Step 1: Prepare the Beans
  1. First things first, take your dried pinto beans and rinse them under cold water. It’s an essential step that ensures any dirt or debris is washed away. Next, sort through them to remove any damaged beans or small stones. Once clean, you can either soak them overnight or use them directly, but soaking will cut down on cooking time.
Step 2: Saute the Vegetables
  1. Now, grab your slow cooker. In a skillet, heat the extra virgin olive oil over medium heat. Toss in the diced onion and sauté until it's translucent—around 5 minutes. Then, add the minced garlic and chopped celery. Cook for another 2-3 minutes, ensuring all the flavors meld beautifully.

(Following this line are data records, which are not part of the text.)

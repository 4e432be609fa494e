use std::path::PathBuf;
use std::process::ExitCode;

use clap::{arg, command, crate_name, value_parser, ArgMatches, Command};
use cli::client::Service;
use kernel::Role;

mod cli;

const DEFAULT_TOKEN_TTL_HOURS: &str = "24";

#[tokio::main]
async fn main() -> ExitCode {
    let cli = build_cli().get_matches();

    match cli.subcommand() {
        Some((cli::VERSION_SUBCOMMAND, m)) => {
            cli::version::run(m.get_flag("json"));
            ExitCode::SUCCESS
        }
        Some((cli::BUGREPORT_SUBCOMMAND, _)) => {
            cli::bugreport::run();
            ExitCode::SUCCESS
        }
        Some((cli::SERVER_SUBCOMMAND, m)) => cli::server::run(m).await,
        Some((cli::TOKEN_SUBCOMMAND, m)) => {
            let subject = m.get_one::<String>("subject").map_or("", String::as_str);
            let role = m
                .get_one::<String>("role")
                .and_then(|r| r.parse::<Role>().ok())
                .unwrap_or(Role::User);
            let ttl = m.get_one::<u64>("ttl").copied().unwrap_or_default();
            cli::token::run(subject, role, ttl)
        }
        Some((cli::UPLOAD_SUBCOMMAND, m)) => {
            let files: Vec<PathBuf> = m
                .get_many::<PathBuf>("files")
                .map(|f| f.cloned().collect())
                .unwrap_or_default();
            cli::client::upload(&service(m), &files).await
        }
        Some((cli::DOWNLOAD_SUBCOMMAND, m)) => {
            let file_name = file_name(m);
            let target = m
                .get_one::<PathBuf>("output")
                .cloned()
                .unwrap_or_else(|| PathBuf::from(file_name));
            cli::client::download(&service(m), file_name, &target).await
        }
        Some((cli::INFO_SUBCOMMAND, m)) => cli::client::info(&service(m), file_name(m)).await,
        Some((cli::DELETE_SUBCOMMAND, m)) => cli::client::delete(&service(m), file_name(m)).await,
        Some((cli::STATS_SUBCOMMAND, m)) => cli::client::stats(&service(m)).await,
        Some((cli::CLEANUP_SUBCOMMAND, m)) => {
            cli::client::cleanup(&service(m), m.get_one::<u32>("days").copied()).await
        }
        _ => ExitCode::SUCCESS,
    }
}

fn build_cli() -> Command {
    command!(crate_name!())
        .version(clap::crate_version!())
        .about(clap::crate_description!())
        .subcommand(
            Command::new(cli::VERSION_SUBCOMMAND)
                .about(cli::VERSION_DESCRIPTION)
                .arg(arg!(--json "Print as JSON")),
        )
        .subcommand(Command::new(cli::BUGREPORT_SUBCOMMAND).about(cli::BUGREPORT_DESCRIPTION))
        .subcommand(
            Command::new(cli::SERVER_SUBCOMMAND)
                .about(cli::SERVER_DESCRIPTION)
                .arg(
                    arg!(-p --port <PORT>)
                        .value_parser(value_parser!(u16))
                        .help("Port to listen on. Overrides QUICKDESK_PORT"),
                )
                .arg(
                    arg!(-d --dir <DIR>)
                        .value_parser(value_parser!(PathBuf))
                        .help("Uploads directory. Overrides QUICKDESK_UPLOADS_DIR"),
                ),
        )
        .subcommand(
            Command::new(cli::TOKEN_SUBCOMMAND)
                .about(cli::TOKEN_DESCRIPTION)
                .arg(
                    arg!(-s --subject <SUBJECT>)
                        .required(true)
                        .help("User id placed into the token"),
                )
                .arg(
                    arg!(-r --role <ROLE>)
                        .value_parser(["user", "agent", "admin"])
                        .default_value("user"),
                )
                .arg(
                    arg!(--ttl <HOURS>)
                        .value_parser(value_parser!(u64))
                        .default_value(DEFAULT_TOKEN_TTL_HOURS)
                        .help("Token lifetime in hours"),
                ),
        )
        .subcommand(
            service_command(cli::UPLOAD_SUBCOMMAND, cli::UPLOAD_DESCRIPTION).arg(
                arg!(<FILES>... "Files to upload. More than one uses the multiple upload endpoint")
                    .id("files")
                    .value_parser(value_parser!(PathBuf)),
            ),
        )
        .subcommand(
            file_command(cli::DOWNLOAD_SUBCOMMAND, cli::DOWNLOAD_DESCRIPTION).arg(
                arg!(-o --output <PATH>)
                    .value_parser(value_parser!(PathBuf))
                    .help("Target path. Defaults to the stored file name"),
            ),
        )
        .subcommand(file_command(cli::INFO_SUBCOMMAND, cli::INFO_DESCRIPTION))
        .subcommand(file_command(cli::DELETE_SUBCOMMAND, cli::DELETE_DESCRIPTION))
        .subcommand(service_command(cli::STATS_SUBCOMMAND, cli::STATS_DESCRIPTION))
        .subcommand(
            service_command(cli::CLEANUP_SUBCOMMAND, cli::CLEANUP_DESCRIPTION).arg(
                arg!(--days <DAYS>)
                    .value_parser(value_parser!(u32))
                    .help("Maximum age in days. Server default when omitted"),
            ),
        )
        .arg_required_else_help(true)
        .disable_version_flag(true)
}

fn service_command(name: &'static str, about: &'static str) -> Command {
    Command::new(name)
        .about(about)
        .arg(
            arg!(-u --uri <URI>)
                .default_value(cli::DEFAULT_URI)
                .help("QuickDesk server URI"),
        )
        .arg(
            arg!(-t --token <TOKEN>)
                .env("QUICKDESK_TOKEN")
                .help("Bearer token"),
        )
}

fn file_command(name: &'static str, about: &'static str) -> Command {
    service_command(name, about).arg(
        arg!(<FILENAME> "Stored file name as returned by upload")
            .id("filename"),
    )
}

fn service(m: &ArgMatches) -> Service {
    Service {
        uri: m
            .get_one::<String>("uri")
            .map_or(cli::DEFAULT_URI, String::as_str)
            .to_owned(),
        token: m.get_one::<String>("token").cloned(),
    }
}

fn file_name(m: &ArgMatches) -> &str {
    m.get_one::<String>("filename").map_or("", String::as_str)
}

#[cfg(test)]
mod tests {
    use super::*;
    use rstest::rstest;

    #[test]
    fn cli_is_consistent() {
        build_cli().debug_assert();
    }

    #[rstest]
    #[case(&["quickdesk", "upload", "a.txt"], 1)]
    #[case(&["quickdesk", "upload", "a.txt", "b.pdf", "c.png"], 3)]
    #[trace]
    fn upload_collects_files(#[case] args: &[&str], #[case] expected: usize) {
        // Act
        let m = build_cli().try_get_matches_from(args).unwrap();

        // Assert
        let (_, upload) = m.subcommand().unwrap();
        assert_eq!(upload.get_many::<PathBuf>("files").unwrap().count(), expected);
        assert_eq!(service(upload).uri, cli::DEFAULT_URI);
    }

    #[test]
    fn cleanup_days_is_optional() {
        // Act
        let m = build_cli()
            .try_get_matches_from(["quickdesk", "cleanup", "-u", "http://desk:8080"])
            .unwrap();

        // Assert
        let (_, cleanup) = m.subcommand().unwrap();
        assert!(cleanup.get_one::<u32>("days").is_none());
        assert_eq!(service(cleanup).uri, "http://desk:8080");
    }

    #[test]
    fn negative_days_are_rejected() {
        let result = build_cli().try_get_matches_from(["quickdesk", "cleanup", "--days", "-1"]);
        assert!(result.is_err());
    }

    #[test]
    fn unknown_role_is_rejected() {
        let result = build_cli().try_get_matches_from(["quickdesk", "token", "-s", "u1", "-r", "root"]);
        assert!(result.is_err());
    }
}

Step 3: Combine Ingredients
  1. In your slow cooker, add the rinsed pinto beans. Then, pour in the sautéed vegetables. Add the ground chili powder, smoked paprika, dried thyme, bay leaves, coarse sea salt, ground cumin, and black pepper. Give everything a good stir to ensure the flavors are evenly distributed.
Step 4: Add Liquid
  1. Pour in the water or broth. If you want a richer flavor, I highly recommend using broth. It will elevate your beans by infusing them with savory notes. Make sure there’s enough liquid to cover the beans by about an inch.
Step 5: Slow Cook
  1. Set your slow cooker to low heat and let it work magic for 6-8 hours. If you're in a rush, you can also set it to high and let it cook for 3-4 hours but remember, slow-cooking is where it’s at.
Step 6: Finishing Touches
  1. Once cooked, remove the bay leaves and give the beans a taste. Adjust seasoning as necessary with a little extra salt or pepper. You can also add a bit of fresh cilantro at this stage for that extra burst.
Step 7: Serve
  1. Now, dish up those beautiful beans. Serve them warm as a main dish or side. Enjoy the delightful flavors that have developed from the slow cooking process.

Notes

  • Rinse: Always rinse beans before using them to remove any impurities.
  • Soak: If possible, soak the beans overnight. It shortens cooking time and makes them easier to digest.
  • Flavor Boost: Experiment with adding different spices. It’s your dish, go wild!
  • Texture Preference: If you prefer creamier beans, mash a few with a fork while they cook.
  • Leftovers: Store leftover beans in the fridge for up to a week. They also freeze nicely for future meals.